Paddington 2 tells of the further adventures of the friendly, marmalade-loving, slicker-suited bear from Peru and the Browns, the London family that welcomes him into their home. Its plot begins simply enough — Paddington, voiced by a winsome Ben Whishaw, wants to buy a pop-up picture book for his Aunt Lucy back home — but then corkscrews into a series of escalating complications that include a robbery, a prison break, a treasure hunt and a climactic train chase. The actors, led by Hugh Bonneville and Sally Hawkins, lend the animated Paddington cheerfully eccentric support. Hugh Grant relishes his villainous turn as the egotistical actor Phoenix Buchanan. There’s a lovely animated interlude when the pop-up book comes to life. And the movie’s tag scene — Grant doing a jailhouse song-and-dance routine to the tune of “Rain on the Roof,” one of the pastiche numbers from Stephen Sondheim’s Follies — is just frosting on the cake.

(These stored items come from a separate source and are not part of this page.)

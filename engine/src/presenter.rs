//! Help, version and error output.

use std::io::{self, Write};
use std::sync::Arc;

use optline_core::{ArgumentError, FieldKind, OptionField, OptionSchema, ScalarKind, Value};

use crate::config::ParserOptions;
use crate::registry::{Command, CommandRegistry};

const INDENT: &str = "  ";
const GAP: &str = "    ";

/// Everything a presenter needs to render help.
#[derive(Debug, Clone, Copy)]
pub struct HelpRequest<'a> {
    /// The command line as given.
    pub raw: &'a str,
    /// Errors to report before the help text.
    pub errors: &'a [ArgumentError],
    /// Command to describe; empty for all commands.
    pub target: &'a str,
    pub registry: &'a CommandRegistry,
    pub options: &'a ParserOptions,
}

/// Renders informational output for the dispatcher.
pub trait Presenter {
    fn help(&mut self, request: &HelpRequest<'_>) -> io::Result<()>;

    fn version(&mut self, version: &str) -> io::Result<()>;
}

/// Plain-text presenter writing to any [`Write`] sink.
///
/// # Examples
///
/// ```
/// use optline_engine::{PlainPresenter, Presenter};
///
/// let mut presenter = PlainPresenter::new(Vec::new());
/// presenter.version("2.0.1").unwrap();
/// assert_eq!(String::from_utf8(presenter.into_inner()).unwrap(), "2.0.1\n");
/// ```
pub struct PlainPresenter<W: Write> {
    out: W,
}

impl PlainPresenter<io::Stdout> {
    pub fn stdout() -> Self {
        Self::new(io::stdout())
    }
}

impl<W: Write> PlainPresenter<W> {
    pub fn new(out: W) -> Self {
        Self { out }
    }

    pub fn into_inner(self) -> W {
        self.out
    }

    /// Renders a help request to a string.
    pub fn render(request: &HelpRequest<'_>) -> String {
        let mut text = String::new();

        if !request.errors.is_empty() {
            text.push_str(&format!("Error: {}\n", request.raw));
            for error in request.errors {
                text.push_str(&format!("{INDENT}{error}\n"));
            }
            text.push('\n');
        }

        if !request.options.do_not_display_usage {
            let target = if request.target.is_empty() {
                "<Command>"
            } else {
                request.target
            };
            text.push_str(&format!(
                "Usage: {} {target} -option value...\n\n",
                program_name(request.options)
            ));
        }

        if request.target.is_empty() && request.options.display_command_list_as_help {
            let mut names: Vec<&str> = request
                .registry
                .commands()
                .iter()
                .map(|c| c.name())
                .collect();
            names.sort_unstable();
            text.push_str(&names.join(" "));
            text.push('\n');
            return text;
        }

        let mut nested = Vec::new();
        match request.registry.find(request.target) {
            Some(command) if !request.target.is_empty() => {
                append_command(&mut text, command, &mut nested);
            }
            _ => {
                text.push_str("Commands:\n");
                for command in request.registry.commands() {
                    text.push_str(INDENT);
                    text.push_str(command.name());
                    if command.is_default() {
                        text.push_str(" (default)");
                    }
                    text.push('\n');
                }
                text.push('\n');
                for command in request.registry.commands() {
                    append_command(&mut text, command, &mut nested);
                }
            }
        }

        // Nested option types, each once, including types nested in them.
        let mut index = 0;
        while index < nested.len() {
            let schema = Arc::clone(&nested[index]);
            text.push_str(&format!("{{{}}}\n", schema.type_name().unwrap_or_default()));
            append_options(&mut text, &schema, &mut nested);
            index += 1;
        }

        text
    }
}

impl<W: Write> Presenter for PlainPresenter<W> {
    fn help(&mut self, request: &HelpRequest<'_>) -> io::Result<()> {
        writeln!(self.out, "{}", Self::render(request))?;
        self.out.flush()
    }

    fn version(&mut self, version: &str) -> io::Result<()> {
        writeln!(self.out, "{version}")?;
        self.out.flush()
    }
}

fn program_name(options: &ParserOptions) -> String {
    if let Some(name) = &options.program_name {
        return name.clone();
    }
    std::env::current_exe()
        .ok()
        .and_then(|path| path.file_stem().map(|s| s.to_string_lossy().into_owned()))
        .unwrap_or_else(|| "app".to_string())
}

fn append_command(text: &mut String, command: &Command, nested: &mut Vec<Arc<OptionSchema>>) {
    let description = command.description().unwrap_or_default();
    if command.name().is_empty() {
        text.push_str(&format!("{description}\n"));
    } else {
        text.push_str(&format!("{}: {description}\n", command.name()));
    }
    append_options(text, command.schema(), nested);
}

fn append_options(text: &mut String, schema: &OptionSchema, nested: &mut Vec<Arc<OptionSchema>>) {
    if schema.is_empty() {
        text.push('\n');
        return;
    }

    let usages: Vec<String> = schema.fields().iter().map(OptionField::usage_text).collect();
    let width = usages.iter().map(|u| u.chars().count()).max().unwrap_or(0);

    for (field, usage) in schema.fields().iter().zip(&usages) {
        text.push_str(&format!(
            "{INDENT}{usage:<width$}{GAP}{}{}\n",
            field.description().unwrap_or_default(),
            default_note(field)
        ));

        if let Some(schema) = field.nested() {
            if !nested.iter().any(|s| s.type_name() == schema.type_name()) {
                nested.push(Arc::clone(schema));
            }
        }
    }
    text.push('\n');
}

fn default_note(field: &OptionField) -> String {
    let is_string = matches!(field.kind(), FieldKind::Scalar(ScalarKind::String));
    let quote = |text: &str| {
        if is_string {
            format!("\"{text}\"")
        } else {
            text.to_string()
        }
    };

    if field.is_required() {
        return match field.default_text() {
            Some(text) => format!(" (Required: {text})"),
            None => " (Required)".to_string(),
        };
    }
    if let Some(text) = field.default_text() {
        return format!(" (Default: {})", quote(text));
    }
    if let Some(value) = field.default_value() {
        return format!(" (Default: {})", quote(&value.to_string()));
    }

    match field.kind() {
        FieldKind::Nested(_) => String::new(),
        FieldKind::Scalar(ScalarKind::String) => " (Optional)".to_string(),
        FieldKind::Scalar(kind) => format!(" (Default: {})", kind.zero()),
        FieldKind::Enum(e) => match e.variants().first() {
            Some(first) => format!(" (Default: {})", Value::Enum(first.clone())),
            None => " (Optional)".to_string(),
        },
    }
}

Critics loved the movie. Paddington 2 scored 100 percent on Rotten Tomatoes and an 88 on Metacritic. And none other than the reigning best picture Oscar winner Guillermo del Toro tweeted, “One of the best films of the year (no kidding) and one of the best sequels ever.”
But even though the film, which was released in Britain at the end of 2017, earned three BAFTA nominations (best British film, adapted screenplay and supporting actor for Grant), Warner Bros., which released it domestically, hasn’t given P2, produced by StudioCanal, an awards push. The studio has a limited investment in the movie — it bought North American rights from The Weinstein Co. in November 2017, when TWC was facing bankruptcy — and is placing its bets on bigger, homegrown movies like A Star Is Born and Crazy Rich Asians. And even if a popular Oscar award had been instituted this year, if one of its requirements was box office success, P2 probably wouldn’t have made the cut. A solid hit abroad, where it collected $186.4 million, it grossed just $40.4 million in the U.S.
So maybe instead of talking about a “popular” Oscar, the Academy should devise some other sort of category — like a prize for the year’s most enjoyable movie, because that’s where Paddington would be a real contender.
Admittedly, being “enjoyable” is a subjective concept. An enjoyable movie could be defined as a film that gives audiences a certain euphoric lift — it sends them out of the theater (or off the airplane) on a pleasurable high. Most Pixar movies probably would qualify. Judging by early reactions, so might Mary Poppins Returns. And, last season, given how long it held on at the box office, The Greatest Showman elicited joy for many.
Musicals, animated movies and children’s films might have the edge when it comes to enjoyability, but the category wouldn’t have to be restricted to just those types of films. For action fans, Mission: Impossible — Fallout could fit the bill. For a demographic of a certain age, Book Club, showcasing a quartet of senior actresses, could merit inclusion. (Jane Fonda had one of most laugh-provoking line readings of the year, when, in response to Mary Steenburgen saying, “We’re sure not spring flowers,” she tartly replied, “More like potpourri.”) On the opposite end of the age spectrum, the high school coming-out and coming-of-age movie Love, Simon provided uplift for its target audience.
One problem with the popular Oscar concept was that it carried the suggestion that the best picture winner would inevitably be viewed as unpopular. But categorizing some movies as enjoyable doesn’t necessarily mean others are not enjoyable. Roma, for example, has sequences that are simply breathtaking as Alfonso Cuaron’s camera, and sound crew, omnisciently watch life, and lives, playing themselves out. But it would be too simplistic to call the film, which elicits so many emotions, enjoyable because it’s more than that.
But a movie like Paddington 2? It deserves some recognition for successfully dishing out the simple joy it promises. So, Oscar, loosen up. And help yourself to some marmalade.